=== Recorded information ===
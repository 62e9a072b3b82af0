use ordered_float::OrderedFloat;

use crate::data::association::{AssociationRecord, MergedPeak};

/// Deduplicates near-coincident association records before multiplet expansion.
///
/// Records are sorted ascending by ppm and folded in a single left-to-right
/// pass: a record closer than `tolerance_ppm` (strict) to the running
/// accumulator is merged into it, anything else flushes the accumulator and
/// starts a new one. The comparison is against the accumulator's current
/// weighted center, so the merge only depends on sorted order.
///
/// The pass is idempotent on input that is already pairwise at least
/// `tolerance_ppm` apart.
///
/// # Arguments
///
/// * `records` - predicted peak groups from the inference collaborator
/// * `tolerance_ppm` - maximum center distance for two records to merge
///
/// # Returns
///
/// * `Vec<MergedPeak>` - merged peaks in ascending ppm order
///
/// # Examples
///
/// ```
/// use std::collections::BTreeSet;
/// use nmrcore::algorithm::merge::merge_associations;
/// use nmrcore::data::association::AssociationRecord;
///
/// let records = vec![
///     AssociationRecord::new(1.00, Some(2), None, vec![], BTreeSet::from([0])),
///     AssociationRecord::new(1.05, Some(1), None, vec![], BTreeSet::from([1])),
/// ];
/// let merged = merge_associations(records, 0.15);
/// assert_eq!(merged.len(), 1);
/// assert!((merged[0].ppm - 3.05 / 3.0).abs() < 1e-9);
/// ```
pub fn merge_associations(
    records: Vec<AssociationRecord>,
    tolerance_ppm: f64,
) -> Vec<MergedPeak> {
    let mut sorted = records;
    sorted.sort_by_key(|record| OrderedFloat(record.ppm));

    let mut merged: Vec<MergedPeak> = Vec::new();
    let mut iter = sorted.into_iter();

    let mut current: MergedPeak = match iter.next() {
        Some(record) => record.into(),
        None => return merged,
    };

    for record in iter {
        if (record.ppm - current.ppm).abs() < tolerance_ppm {
            absorb(&mut current, record);
        } else {
            merged.push(current);
            current = record.into();
        }
    }
    merged.push(current);

    merged
}

/// Folds one record into the accumulator peak: atom-count-weighted center,
/// summed counts, unioned atom sets. The pattern fields follow the record
/// with the strictly higher pattern complexity; on a tie the earlier
/// (lower-ppm) record wins.
fn absorb(current: &mut MergedPeak, record: AssociationRecord) {
    let weight_current = current.effective_nb_atoms() as f64;
    let weight_record = record.effective_nb_atoms() as f64;
    let total_nb = current.effective_nb_atoms() + record.effective_nb_atoms();

    current.ppm = (current.ppm * weight_current + record.ppm * weight_record)
        / (weight_current + weight_record);
    current.nb_atoms = Some(total_nb);

    if record.pattern_complexity() > current.pattern_complexity() {
        current.multiplicity = record.multiplicity;
        current.couplings = record.couplings;
    }
    current.atoms.extend(record.atoms);
}

#[cfg(test)]
mod tests {
    use super::*;
    use std::collections::BTreeSet;

    fn record(
        ppm: f64,
        nb_atoms: Option<u32>,
        multiplicity: Option<&str>,
        couplings: Vec<f64>,
        atoms: &[u32],
    ) -> AssociationRecord {
        AssociationRecord::new(
            ppm,
            nb_atoms,
            multiplicity.map(|m| m.to_string()),
            couplings,
            atoms.iter().copied().collect(),
        )
    }

    #[test]
    fn test_empty_input_yields_empty_output() {
        let merged = merge_associations(Vec::new(), 0.15);
        assert!(merged.is_empty());
    }

    #[test]
    fn test_weighted_merge_of_two_records() {
        let records = vec![
            record(1.00, Some(2), None, vec![], &[0, 1]),
            record(1.05, Some(1), None, vec![], &[2]),
        ];
        let merged = merge_associations(records, 0.15);

        assert_eq!(merged.len(), 1);
        assert!((merged[0].ppm - 1.0166666666666666).abs() < 1e-9);
        assert_eq!(merged[0].nb_atoms, Some(3));
        assert_eq!(merged[0].atoms, BTreeSet::from([0, 1, 2]));
    }

    #[test]
    fn test_idempotent_on_well_separated_records() {
        let records = vec![
            record(1.0, Some(1), Some("d"), vec![7.0], &[0]),
            record(2.0, Some(2), Some("t"), vec![6.5], &[1]),
            record(3.5, None, None, vec![], &[2]),
        ];
        let merged = merge_associations(records.clone(), 0.15);

        assert_eq!(merged.len(), records.len());
        for (peak, original) in merged.iter().zip(records.iter()) {
            assert_eq!(peak.ppm, original.ppm);
            assert_eq!(peak.nb_atoms, original.nb_atoms);
            assert_eq!(peak.multiplicity, original.multiplicity);
        }
    }

    #[test]
    fn test_tolerance_is_strict() {
        // centers exactly tolerance apart stay separate
        let records = vec![
            record(1.00, Some(1), None, vec![], &[0]),
            record(1.15, Some(1), None, vec![], &[1]),
        ];
        let merged = merge_associations(records, 0.15);
        assert_eq!(merged.len(), 2);
    }

    #[test]
    fn test_higher_complexity_pattern_wins() {
        let records = vec![
            record(1.00, Some(1), Some("s"), vec![1.0], &[0]),
            record(1.05, Some(1), Some("dd"), vec![7.0, 2.0], &[1]),
        ];
        let merged = merge_associations(records, 0.15);

        assert_eq!(merged.len(), 1);
        assert_eq!(merged[0].multiplicity.as_deref(), Some("dd"));
        assert_eq!(merged[0].couplings, vec![7.0, 2.0]);
    }

    #[test]
    fn test_complexity_tie_keeps_earlier_record() {
        let records = vec![
            record(1.00, Some(1), Some("d"), vec![7.0], &[0]),
            record(1.05, Some(1), Some("t"), vec![6.0], &[1]),
        ];
        let merged = merge_associations(records, 0.15);

        assert_eq!(merged.len(), 1);
        assert_eq!(merged[0].multiplicity.as_deref(), Some("d"));
        assert_eq!(merged[0].couplings, vec![7.0]);
    }

    #[test]
    fn test_missing_nb_atoms_weighs_as_one() {
        let records = vec![
            record(2.0, None, None, vec![], &[0]),
            record(2.1, Some(3), None, vec![], &[1]),
        ];
        let merged = merge_associations(records, 0.15);

        assert_eq!(merged.len(), 1);
        // (2.0 * 1 + 2.1 * 3) / 4
        assert!((merged[0].ppm - 2.075).abs() < 1e-9);
        assert_eq!(merged[0].nb_atoms, Some(4));
    }

    #[test]
    fn test_unsorted_input_is_sorted_first() {
        let records = vec![
            record(3.0, Some(1), None, vec![], &[2]),
            record(1.0, Some(1), None, vec![], &[0]),
            record(2.0, Some(1), None, vec![], &[1]),
        ];
        let merged = merge_associations(records, 0.15);

        assert_eq!(merged.len(), 3);
        assert_eq!(merged[0].ppm, 1.0);
        assert_eq!(merged[1].ppm, 2.0);
        assert_eq!(merged[2].ppm, 3.0);
    }

    #[test]
    fn test_chain_merge_tracks_running_center() {
        // each neighbor is within tolerance of the running weighted center
        let records = vec![
            record(1.00, Some(1), None, vec![], &[0]),
            record(1.10, Some(1), None, vec![], &[1]),
            record(1.18, Some(1), None, vec![], &[2]),
        ];
        let merged = merge_associations(records, 0.15);

        assert_eq!(merged.len(), 1);
        assert_eq!(merged[0].nb_atoms, Some(3));
        assert_eq!(merged[0].atoms, BTreeSet::from([0, 1, 2]));
    }
}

=== Task directions ===
Only the lines above starting at the one containing "let mut iter = sorted.into_iter();" and ending at the one containing "current.nb_atoms = Some(total_nb);", both included, are to be returned, exactly as they read.

=== Result below ===
    let mut iter = sorted.into_iter();

    let mut current: MergedPeak = match iter.next() {
        Some(record) => record.into(),
        None => return merged,
    };

    for record in iter {
        if (record.ppm - current.ppm).abs() < tolerance_ppm {
            absorb(&mut current, record);
        } else {
            merged.push(current);
            current = record.into();
        }
    }
    merged.push(current);

    merged
}

/// Folds one record into the accumulator peak: atom-count-weighted center,
/// summed counts, unioned atom sets. The pattern fields follow the record
/// with the strictly higher pattern complexity; on a tie the earlier
/// (lower-ppm) record wins.
fn absorb(current: &mut MergedPeak, record: AssociationRecord) {
    let weight_current = current.effective_nb_atoms() as f64;
    let weight_record = record.effective_nb_atoms() as f64;
    let total_nb = current.effective_nb_atoms() + record.effective_nb_atoms();

    current.ppm = (current.ppm * weight_current + record.ppm * weight_record)
        / (weight_current + weight_record);
    current.nb_atoms = Some(total_nb);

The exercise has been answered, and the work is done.